6. SBI, CMP-388 TP-475
- SBIN reported robust operating overall performance in a difficult atmosphere. Loan development is displaying healthful recovery in retail portfolio, with disbursements in numerous enterprise segments surpassing pre-COVID levels.
- Deposit development stood sturdy, whilst margin remains broadly steady. Asset good quality outlook remains encouraging, with controlled slippages, low restructuring levels. SBIN has prudently enhanced PCR (~68% of pro forma coverage).
- The bank is properly on track to retain credit price beneath handle, whilst recoveries from resolution of huge accounts can additional help earnings. We project RoA/RoE of .8%/14.5% by FY23E. Maintain Buy.
7. Voltas, CMP-1041 TP-1125
- Voltas’s 3QFY21 earnings had been 31% far better than our expectation, led by far better than-anticipated execution in the EMP segment, sturdy volume development in the UCP segment, with ongoing price rationalization top to greater margin.
- It has retained its numero uno position in Inverter Air Conditioners/Room Air Conditioners (RAC) with a industry share of 21.8%/26% in Dec’20. Valuations are anticipated to stay elevated going into the summer time season, with higher expectations as properly as probably announcement of a detailed PLI scheme for the AC market.
- We improve our FY21E/FY22E/FY23E EPS estimate by 5%/11%/15% owing to the sturdy overall performance in 3QFY21.
8. IOC, CMP-101 TP-142
- IOCL is probably to advantage from the petchem spread which is at the moment at multi-year highs.
- Among the OMCs, we reiterate IOCL as our major choose, on the back of a diversified EBITDA mix (Marketing: 43%, Refining: 23%, other folks: 34% in FY19) – with the most effective absolutely free money flow generation profile going forward.
- Better advertising and petchem margins, along with reduced refining opex resulted in a beat on EBITDA. Maintain Acquire.
9. Sun Pharma, CMP-613 TP-740
- SUN Pharma delivered greater-than-anticipated profitability on: a) far better traction in Specialty portfolio/US Generics, and b) extended advantage of reduced opex.
- We raise our FY21E/FY22E/FY23E earnings estimate by 9%/7%/7%, factoring in: a) gains from advertising in the Specialty portfolio, b) industry share acquire/using shortage possibilities in US Generics, and c) controlled operational price due to uncertainties associated to COVID-19.
- We stay positive due to: a) superior execution in the Specialty portfolio, b) sturdy ANDA pipeline, and c) outperformance in the Branded Generics segment. Maintain Buy.
10. M&M, CMP-852 TP-1040
- Mahindra & Mahindra’s 3QFY21 overall performance was driven by very good overall performance in each the Tractors and Autos corporations.
- Furthermore, it has guided for an virtually 90% reduction in international subsidiary losses in FY22E, driven by the completion of phase-1 of the capital allocation physical exercise.
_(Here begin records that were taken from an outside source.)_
//! Access/consent engine (C8): context-id derivation, consent request
//! bookkeeping, and grant/revoke/seal-approve transaction builders.

mod consent;
mod engine;

pub use consent::{ConsentRegistry, ConsentRequest, ConsentRequestArgs};
pub use engine::{AccessEngine, ISaltStore};
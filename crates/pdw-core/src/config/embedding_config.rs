use serde::{Deserialize, Serialize};

/// Embedding provider configuration.
#[derive(Debug, Clone, Serialize, Deserialize)]
#[serde(default)]
pub struct EmbeddingConfig {
    pub model: String,
    pub dimension: usize,
    pub requests_per_minute: u32,
    pub batch_size: usize,
}

impl Default for EmbeddingConfig {
    fn default() -> Self {
        Self {
            model: "text-embedding-default".to_string(),
            dimension: 384,
            requests_per_minute: 600,
            batch_size: 32,
        }
    }
}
- MM has twin levers of core enterprise recovery as properly as positive aspects of tightening capital allocation for EPS development and re-rating.
- We upgrade FY21/FY22E EPS by 14%/20% to reflect volume upgrade in Tractors & Autos, tighter price handle, reduced depreciation, and greater other revenue. Maintain Buy.
(By Motilal Oswal Financial Services)
Disclaimer: These stock suggestions have been created by Motilal Oswal Financial Services. Readers are advised to seek advice from their monetary planner ahead of producing any investment.